直売所に立ち寄り、2年物の立派なカキをみやげに買った。殻を開け、ぷっくり大きな身をそのまま頬張ると、海の香りと共にコクのある甘さが口いっぱいに広がる。まさに“海の恵み”をいただいていると実感。漁師さんの「うまいだろ?」という声が聞こえてきそうだ。

  • <養殖かごの水揚げ> 厚岸湖で出荷サイズまで大きく育てたカキのかごをクレーンで引き揚げる。養殖かごは直径50~60cmほどの丸形で8個が連なっている。
  • <水面に連なる浮き> はえ縄式の養殖施設の位置を示す浮き。この下にカキが垂下されている。
  • <カキ漁の船着き場> 厚岸湖畔に点在するカキ漁業者の船着き場。漁業者ごとに船着き場を持ち、水揚げ後は、それぞれのカキ小屋で殺菌や選別作業が行われる。

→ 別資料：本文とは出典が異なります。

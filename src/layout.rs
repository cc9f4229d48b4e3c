//! Tree-aware 2D layout for field sources.
//!
//! Layout runs in three steps every time topology changes:
//!
//! 1. **Radial partition**: each node gets an angular span on its parent's
//!    span proportional to its leaf count, and sits at `radius_step * depth`
//!    from the origin, with a small seed-driven angular jitter.
//! 2. **Anchor override**: anchored nodes start from their anchor.
//! 3. **Relaxation**: a fixed number of passes over all pairs pushes
//!    overlapping nodes apart. Anchored nodes never move.
//!
//! During a drag only step 3 runs, restricted to the dragged source and the
//! sources it pushes ([`LayoutEngine::relax_around`]).

use std::collections::BTreeMap;
use std::f32::consts::TAU;

use glam::Vec2;
use serde::{Deserialize, Serialize};
use tracing::debug;

use crate::source::{SourceId, STREAM_SEPARATE};
use crate::tree::SourceTree;

/// Layout tuning parameters.
#[derive(Clone, Debug, Serialize, Deserialize, PartialEq)]
#[serde(default)]
pub struct LayoutConfig {
    /// Minimum distance between source centres after relaxation.
    pub min_dist: f32,
    /// Relaxation passes per full relayout.
    pub iterations: u32,
    /// Relaxation passes during a drag.
    pub drag_iterations: u32,
    /// Fraction of each push actually applied.
    pub damping: f32,
    /// Scene half-extent; positions are clamped to `±bounds`.
    pub bounds: f32,
    /// Maximum angular jitter in radians.
    pub max_jitter: f32,
    /// Angle at which the root's span begins.
    pub start_angle: f32,
}

impl Default for LayoutConfig {
    fn default() -> Self {
        Self {
            min_dist: 0.12,
            iterations: 24,
            drag_iterations: 8,
            damping: 0.5,
            bounds: 0.98,
            max_jitter: 0.03,
            start_angle: 0.0,
        }
    }
}
impl Engine {
    /// Engine holding a single root source.
    pub fn new(config: EngineConfig) -> Self {
        let config = config.clamped();
        let mut tree = SourceTree::new(config.tree.clone());
        let layout = LayoutEngine::new(config.layout.clone());
        let positions = layout.relayout(&tree);
        tree.commit_positions(&positions.positions);
        let snapshot = SourceSnapshot::from_tree(&tree, 1);
        Self {
            config,
            tree,
            layout,
            snapshot,
            clock: FrameClock::new(),
            viewport: (0, 0),
            dragging: None,
        }
    }

    /// Replace the frame clock, e.g. with [`FrameClock::fixed`] for
    /// reproducible output.
    pub fn with_clock(mut self, clock: FrameClock) -> Self {
        self.clock = clock;
        self
    }

    pub fn config(&self) -> &EngineConfig {
        &self.config
    }

    pub fn tree(&self) -> &SourceTree {
        &self.tree
    }

    /// The committed snapshot backends draw from.
    pub fn snapshot(&self) -> &SourceSnapshot {
        &self.snapshot
    }

    pub fn revision(&self) -> u64 {
        self.snapshot.revision
    }

    pub fn clock(&self) -> &FrameClock {
        &self.clock
    }

    pub fn viewport(&self) -> (u32, u32) {
        self.viewport
    }

    /// Source currently being dragged, if any.
    pub fn dragging(&self) -> Option<SourceId> {
        self.dragging
    }

    /// Record the window size used to map drag coordinates. Backends are
    /// resized separately through [`Engine::resize`].
    pub fn set_viewport(&mut self, width: u32, height: u32) {
        self.viewport = (width, height);
    }

    /// Resize the viewport and the backend together.
    pub fn resize(&mut self, backend: &mut dyn RenderBackend, width: u32, height: u32) {
        self.set_viewport(width, height);
        backend.resize(width, height);
        debug!(width, height, backend = backend.name(), "resized");
    }

    /// Window pixel to scene coordinates for the current viewport.
    pub fn screen_to_scene(&self, screen: Vec2) -> Vec2 {
        screen_to_scene(screen, self.viewport.0, self.viewport.1)
    }

    /// Source under a window pixel.
    pub fn pick(&self, screen: Vec2) -> Option<SourceId> {
        self.snapshot.pick(self.screen_to_scene(screen))
    }

    /// Apply one command. On error nothing changes.
    pub fn apply(&mut self, command: Command) -> Result<CommandOutcome, EngineError> {
        let result = match command {
            Command::Fork { parent } => self.fork(parent).map(CommandOutcome::Forked),
            Command::Merge { from, to } => self.merge(from, to).map(|()| CommandOutcome::Merged { survivor: to }),
            Command::Drag { id, screen } => self.drag(id, screen).map(|()| CommandOutcome::Moved(id)),
            Command::Release { id } => self.release(id),
            Command::Combine { from, to } => self.combine(from, to).map(|()| CommandOutcome::Combined { from, to }),
            Command::ForkFromContext { from, to } => self
                .fork_from_context(from, to)
                .map(|copies| CommandOutcome::ContextInherited { from, copies }),
            Command::SetAnchor { id, pos } => self.set_anchor(id, pos).map(|()| CommandOutcome::Anchored(id)),
            Command::ClearAnchor { id } => self.clear_anchor(id).map(|()| CommandOutcome::Unanchored(id)),
            Command::Split { id } => self.split(id).map(|(a, b)| CommandOutcome::Split(a, b)),
            Command::SetWeight { id, weight } => self.set_weight(id, weight).map(|()| CommandOutcome::Reweighted(id)),
        };
        if let Err(err) = &result {
            debug!(source = %command.target(), %err, "command rejected");
        }
        result
    }

    /// Spawn a child of `parent`.
    pub fn fork(&mut self, parent: SourceId) -> Result<SourceId, EngineError> {
        self.transact(|tree, _| Ok((tree.fork(parent)?, Relayout::Full)))
    }

    /// Fold `from` into `to`, optionally pinning `to` at the blend point.
    pub fn merge(&mut self, from: SourceId, to: SourceId) -> Result<(), EngineError> {
        self.transact(|tree, engine| {
            let interaction = &engine.config.interaction;
            let blend = match (tree.get(from), tree.get(to)) {
                (Some(a), Some(b)) if interaction.anchor_on_merge => Some(merge_point(a, b, interaction.merge_offset)),
                _ => None,
            };
            tree.merge(from, to)?;
            if let Some(pos) = blend {
                tree.set_anchor(to, pos)?;
            }
            Ok(((), Relayout::Full))
        })
    }

    /// Pin `id` at a scene position.
    pub fn set_anchor(&mut self, id: SourceId, pos: Vec2) -> Result<(), EngineError> {
        if !pos.is_finite() {
            return Err(EngineError::NonFinitePosition { id });
        }
        self.transact(|tree, engine| {
            tree.set_anchor(id, engine.layout.clamp(pos))?;
            Ok(((), Relayout::Full))
        })
    }

    pub fn clear_anchor(&mut self, id: SourceId) -> Result<(), EngineError> {
        self.transact(|tree, _| {
            tree.clear_anchor(id)?;
            Ok(((), Relayout::Full))
        })
    }

    /// Change how strongly `id` contributes to the field. Positions are kept.
    pub fn set_weight(&mut self, id: SourceId, weight: f32) -> Result<(), EngineError> {
        if !weight.is_finite() {
            return Err(EngineError::NonFiniteWeight { id });
        }
        self.transact(|tree, _| {
            tree.set_weight(id, weight)?;
            Ok(((), Relayout::Keep))
        })
    }

    pub fn split(&mut self, id: SourceId) -> Result<(SourceId, SourceId), EngineError> {
        self.transact(|tree, _| Ok((tree.split(id)?, Relayout::Full)))
    }

    /// Move `id` under the cursor and push neighbours out of the way.
    pub fn drag(&mut self, id: SourceId, screen: Vec2) -> Result<(), EngineError> {
        let pos = self.screen_to_scene(screen);
        if !pos.is_finite() {
            return Err(EngineError::NonFinitePosition { id });
        }
        self.transact(|tree, engine| {
            tree.set_anchor(id, engine.layout.clamp(pos))?;
            Ok(((), Relayout::Around(id)))
        })?;
        self.dragging = Some(id);
        Ok(())
    }

    /// End a drag. Non-sticky anchors are dropped and the tree relaid.
    pub fn release(&mut self, id: SourceId) -> Result<CommandOutcome, EngineError> {
        let sticky = self.config.interaction.sticky_anchors;
        self.transact(|tree, _| {
            if sticky {
                tree.get(id).ok_or(TreeError::NotFound(id))?;
                return Ok(((), Relayout::Keep));
            }
            tree.clear_anchor(id)?;
            Ok(((), Relayout::Full))
        })?;
        if self.dragging == Some(id) {
            self.dragging = None;
        }
        Ok(CommandOutcome::Released { id, anchored: sticky })
    }

    /// Move `from` and its subtree under `to`, placed against `to`.
    pub fn combine(&mut self, from: SourceId, to: SourceId) -> Result<(), EngineError> {
        self.transact(|tree, _| {
            tree.reparent(from, to)?;
            Ok(((), Relayout::Contact { moving: from, target: to }))
        })
    }

    /// Copy `to`'s children under `from` and place `from` against `to`.
    pub fn fork_from_context(&mut self, from: SourceId, to: SourceId) -> Result<Vec<SourceId>, EngineError> {
        self.transact(|tree, _| {
            let copies = tree.inherit_context(from, to)?;
            Ok((copies, Relayout::Contact { moving: from, target: to }))
        })
    }

    /// Serializable copy of the current tree.
    pub fn export_state(&self) -> EngineState {
        EngineState::capture(&self.tree, self.layout.config())
    }

    pub fn export_json(&self) -> Result<String, StateError> {
        self.export_state().to_json()
    }

    /// Replace the tree with a serialized one.
    ///
    /// The candidate is fully validated first; on any error the current tree
    /// is kept.
    pub fn import_state(&mut self, json: &str) -> Result<(), StateError> {
        let state = EngineState::from_json(json)?;
        self.import(&state)
    }

    /// Replace the tree with an already-parsed state. Stored positions are
    /// kept as they are.
    pub fn import(&mut self, state: &EngineState) -> Result<(), StateError> {
        let tree = state.to_tree()?;
        self.config.tree = tree.config().clone();
        self.config.layout = state.layout.clamped();
        self.layout = LayoutEngine::new(self.config.layout.clone());
        self.dragging = None;
        self.tree = tree;
        self.publish();
        info!(sources = self.tree.len(), revision = self.revision(), "imported state");
        Ok(())
    }

    /// Draw one frame, uploading the snapshot first if the backend is behind.
    ///
    /// An unavailable surface is logged and reported as
    /// [`FrameStatus::Skipped`]; the next tick tries again.
    pub fn tick(&mut self, backend: &mut dyn RenderBackend) -> Result<FrameStatus, RenderError> {
        let (time, _) = self.clock.tick();
        if backend.uploaded_revision().map_or(true, |r| r < self.snapshot.revision) {
            backend.upload_sources(&self.snapshot);
            debug!(revision = self.snapshot.revision, sources = self.snapshot.len(), "uploaded sources");
        }

        let ctx = FrameContext::new(&self.snapshot, self.config.render.camera, time, self.clock.frame());
        match backend.draw_frame(&ctx) {
            Ok(()) => Ok(FrameStatus::Drawn),
            Err(RenderError::SurfaceUnavailable(reason)) => {
                warn!(backend = backend.name(), %reason, "surface unavailable, retrying next frame");
                Ok(FrameStatus::Skipped)
            }
            Err(e) => Err(e),
        }
    }

    /// Release the backend. The engine itself stays usable.
    pub fn shutdown(&mut self, backend: &mut dyn RenderBackend) {
        backend.dispose();
        self.dragging = None;
        info!(backend = backend.name(), frames = self.clock.frame(), "engine shut down");
    }

    /// Run `edit` against a scratch tree and commit it if it succeeds.
    fn transact<T>(
        &mut self,
        edit: impl FnOnce(&mut SourceTree, &Self) -> Result<(T, Relayout), EngineError>,
    ) -> Result<T, EngineError> {
        let mut tree = self.tree.clone();
        let (value, relayout) = edit(&mut tree, self)?;
        let layout: Option<Layout> = match relayout {
            Relayout::Full => Some(self.layout.relayout(&tree)),
            Relayout::Around(id) => Some(self.layout.relax_around(&tree, id)),
            Relayout::Contact { moving, target } => {
                let full = self.layout.relayout(&tree);
                tree.commit_positions(&full.positions);
                let pos = place_against(&tree, moving, target, self.config.interaction.contact_ratio)?;
                tree.set_anchor(moving, self.layout.clamp(pos))?;
                Some(self.layout.relax_around(&tree, moving))
            }
            Relayout::Keep => None,
        };
        if let Some(layout) = layout {
            tree.commit_positions(&layout.positions);
        }
        self.tree = tree;
        self.publish();
        Ok(value)
    }

    fn publish(&mut self) {
        let revision = self.snapshot.revision + 1;
        self.snapshot = SourceSnapshot::from_tree(&self.tree, revision);
    }
}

  • <カキの殺菌装置> 水揚げしたカキは、紫外線を照射して殺菌された清浄海水の中へ。48時間しっかり蓄養した後、安心・安全なカキとして出荷される。
  • <加工小屋での剥き作業> 殺菌を終えたカキは一つ一つ手作業で殻から身を取り出す。小型ナイフを駆使してあっという間にきれいな剥き身に。
  • <プリッとしたカキの身> ふっくら太ったカキの身を殻から取り出し、減菌海水で洗浄した後、サイズごとに選別し、パックに詰める。
  • <厚岸湾と厚岸湖> 市街地の高台から見た厚岸湾と厚岸湖。湖と湾の境にあたる水路には、町のシンボルである厚岸大橋が架かる。
  • <厚岸漁業協同組合の直売店> 殻付きカキは1個から購入できるほか、むき身のパックなども販売。購入したカキを電子レンジで味わえる試食コーナーもある。
  • <シングルシードの「カキえもん」> 平成11年には日本初となるシングルシード方式の種苗センターが誕生。“厚岸生まれの厚岸育ち”の「カキえもん」が登場し、人気を呼んでいる。
  • <元祖かきめし弁当> 「厚岸駅前氏家待合所」の元祖かきめし弁当980円。醤油だれでふっくら煮た大ぶりのカキが炊き込みご飯と相性抜群!オーダーすると、熱々を詰めてくれる。